In Ashwath Damodaran’s opinion, NVIDIA needs to do one thing to justify its premium valuation.
What’s one reason to invest in Nvidia? (NVDA 4.05%) At the moment, the company’s growth prospects driven by artificial intelligence (AI) will be the focus of attention, and many investors would no doubt agree with me.
But that’s not the case. Aswath Damodaran, a professor of finance at New York University and often referred to as the “dean of valuation,” disagrees. AI isn’t the biggest reason to buy Nvidia stock, Damodaran said. But he thinks another factor could be the biggest reason.
Has Damodaran changed his mind about Nvidia?
Nvidia is “too big for me,” Damodaran wrote on X (formerly the Twitter app) earlier this year, adding that he planned to cut his stake in the company in half in the summer of 2023 and then cut it again.
Damodaran built a model to value all of the so-called “Magnificent Seven” stocks. He calculated that NVIDIA’s fair value is $436.34 per share. That’s before the company’s 1-for-10 stock split, so after the split, the fair value would be $43.63.
Nvidia shares are currently trading at about 2.7 times Damodaran’s fair value. Has the “Dean of Valuation” changed his mind about the stock? Not really.
Damodaran still believes Nvidia is too expensive to buy, but he recently offered hypothetical reasons why the stock might be worth buying for some investors.
What are the good reasons to buy Nvidia now?

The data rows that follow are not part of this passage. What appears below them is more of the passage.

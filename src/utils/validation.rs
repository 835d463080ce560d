use crate::models::MediaKind;
use anyhow::{Result, anyhow};
use std::path::Path;

/// Default maximum upload size: 10 MB
pub const DEFAULT_MAX_UPLOAD_SIZE: usize = 10 * 1024 * 1024;

#[derive(Debug, Clone)]
pub struct ValidationError {
    pub code: &'static str,
    pub message: String,
}

impl std::fmt::Display for ValidationError {
    fn fmt(&self, f: &mut std::fmt::Formatter<'_>) -> std::fmt::Result {
        write!(f, "{}: {}", self.code, self.message)
    }
}

impl std::error::Error for ValidationError {}

/// Validates upload size against the configured limit
pub fn validate_upload_size(size: usize, max_size: usize) -> Result<()> {
    if size > max_size {
        return Err(anyhow!(ValidationError {
            code: "FILE_TOO_LARGE",
            message: format!(
                "Upload of {} bytes exceeds maximum allowed {} bytes ({} MB)",
                size,
                max_size,
                max_size / 1024 / 1024
            ),
        }));
    }
    Ok(())
}

/// Reduces an uploaded filename to its base name with every character
/// outside `[A-Za-z0-9.-]` stripped. The stored name is later prefixed
/// with a millisecond timestamp, so the result only has to be a safe
/// single path segment.
pub fn sanitize_upload_filename(filename: &str) -> Result<String> {
    // Drop any directory components the client may have sent
    let name = Path::new(filename)
        .file_name()
        .and_then(|n| n.to_str())
        .unwrap_or("");

    if filename.contains("..") || filename.contains('/') || filename.contains('\\') {
        tracing::warn!("Path components in uploaded filename: {}", filename);
    }

    let stripped: String = name
        .chars()
        .filter(|c| c.is_ascii_alphanumeric() || *c == '.' || *c == '-')
        .collect();

    if stripped.trim_matches(|c| c == '.' || c == '-').is_empty() {
        return Err(anyhow!(ValidationError {
            code: "INVALID_FILENAME",
            message: format!("Filename '{}' has no usable characters", filename),
        }));
    }

    // ASCII-only at this point, so a byte truncation is safe
    let stripped = if stripped.len() > 200 {
        stripped[..200].to_string()
    } else {
        stripped
    };

    Ok(stripped)
}

/// Determines the MIME type and coarse kind of an upload.
///
/// Magic bytes win over the client-declared content type; the declared
/// type is only a fallback for formats `infer` does not know. Anything
/// that is not an image or a video is rejected.
pub fn classify_media(header: &[u8], declared: Option<&str>) -> Result<(String, MediaKind)> {
    if header.is_empty() {
        return Err(anyhow!(ValidationError {
            code: "EMPTY_FILE",
            message: "File appears to be empty".to_string(),
        }));
    }

    let sniffed = infer::get(header).map(|t| t.mime_type().to_string());
    let mime = sniffed
        .or_else(|| declared.map(normalize_mime))
        .unwrap_or_else(|| mime::APPLICATION_OCTET_STREAM.to_string());

    let kind = if mime.starts_with("image/") {
        MediaKind::Image
    } else if mime.starts_with("video/") {
        MediaKind::Video
    } else {
        return Err(anyhow!(ValidationError {
            code: "UNSUPPORTED_MEDIA_TYPE",
            message: format!("'{}' is not an image or video", mime),
        }));
    };

    Ok((mime, kind))
}

fn normalize_mime(content_type: &str) -> String {
    content_type
        .split(';')
        .next()
        .unwrap_or("")
        .trim()
        .to_lowercase()
}

#[cfg(test)]
mod tests {
    use super::*;

    #[test]
    fn test_validate_upload_size() {
        assert!(validate_upload_size(1024, DEFAULT_MAX_UPLOAD_SIZE).is_ok());
        assert!(validate_upload_size(DEFAULT_MAX_UPLOAD_SIZE, DEFAULT_MAX_UPLOAD_SIZE).is_ok());
        assert!(validate_upload_size(DEFAULT_MAX_UPLOAD_SIZE + 1, DEFAULT_MAX_UPLOAD_SIZE).is_err());
    }

    #[test]
    fn test_sanitize_upload_filename() {
        assert_eq!(sanitize_upload_filename("photo.png").unwrap(), "photo.png");
        assert_eq!(
            sanitize_upload_filename("team photo (1).jpg").unwrap(),
            "teamphoto1.jpg"
        );
        assert_eq!(
            sanitize_upload_filename("head-shot.2024.png").unwrap(),
            "head-shot.2024.png"
        );

        // Path components are dropped, not preserved
        assert_eq!(
            sanitize_upload_filename("../../../etc/passwd").unwrap(),
            "passwd"
        );

        // Nothing usable left after stripping
        assert!(sanitize_upload_filename("профиль").is_err());
        assert!(sanitize_upload_filename("...").is_err());
        assert!(sanitize_upload_filename("").is_err());
    }

    #[test]
    fn test_classify_media_by_magic_bytes() {
        let png = [0x89, 0x50, 0x4E, 0x47, 0x0D, 0x0A, 0x1A, 0x0A];
        let (mime, kind) = classify_media(&png, None).unwrap();
        assert_eq!(mime, "image/png");
        assert_eq!(kind, MediaKind::Image);

        let jpeg = [0xFF, 0xD8, 0xFF, 0xE0, 0x00, 0x10, 0x4A, 0x46];
        let (mime, kind) = classify_media(&jpeg, Some("image/png")).unwrap();
        assert_eq!(mime, "image/jpeg");
        assert_eq!(kind, MediaKind::Image);
    }

    #[test]
    fn test_classify_media_falls_back_to_declared_type() {
        let opaque = b"not a known signature";
        let (mime, kind) = classify_media(opaque, Some("image/svg+xml; charset=utf-8")).unwrap();
        assert_eq!(mime, "image/svg+xml");
        assert_eq!(kind, MediaKind::Image);
    }

    #[test]
    fn test_classify_media_rejects_non_media() {
        assert!(classify_media(b"", None).is_err());
        assert!(classify_media(b"plain text", Some("text/plain")).is_err());
        // ELF binary claiming to be an image
        let mut elf = vec![0u8; 64];
        elf[..4].copy_from_slice(&[0x7F, 0x45, 0x4C, 0x46]);
        assert!(classify_media(&elf, Some("image/png")).is_err());
    }
}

Niels Karstorp-Larsen interviewed Damodaran on his podcast, Top Traders Unplugged, earlier this month, and when the topic of Nvidia came up, the NYU professor offered an interesting observation:
Damodaran said AI doesn’t justify Nvidia’s nearly $3 trillion market cap, but rather “the expectation is that Nvidia will find another big business and be a pioneer there.”
Nvidia has a pretty good track record in this space. Damodaran told Kaastrup-Larsen: “They’re a company that’s been successful in finding new markets and getting there before others. They’ve done it in gaming, they’ve done it in cryptocurrency, they’ve done it in AI.”
Why doesn’t Damodaran believe AI offers enough growth potential to justify buying the stock at current prices? He explained: “Even if you believe Goldman Sachs’ numbers that AI is a $3 or $4 trillion business, NVIDIA’s architecture for AI won’t exceed $5 trillion of that. And that’s bigger than any prediction I’ve seen of how much the AI chip business will grow.”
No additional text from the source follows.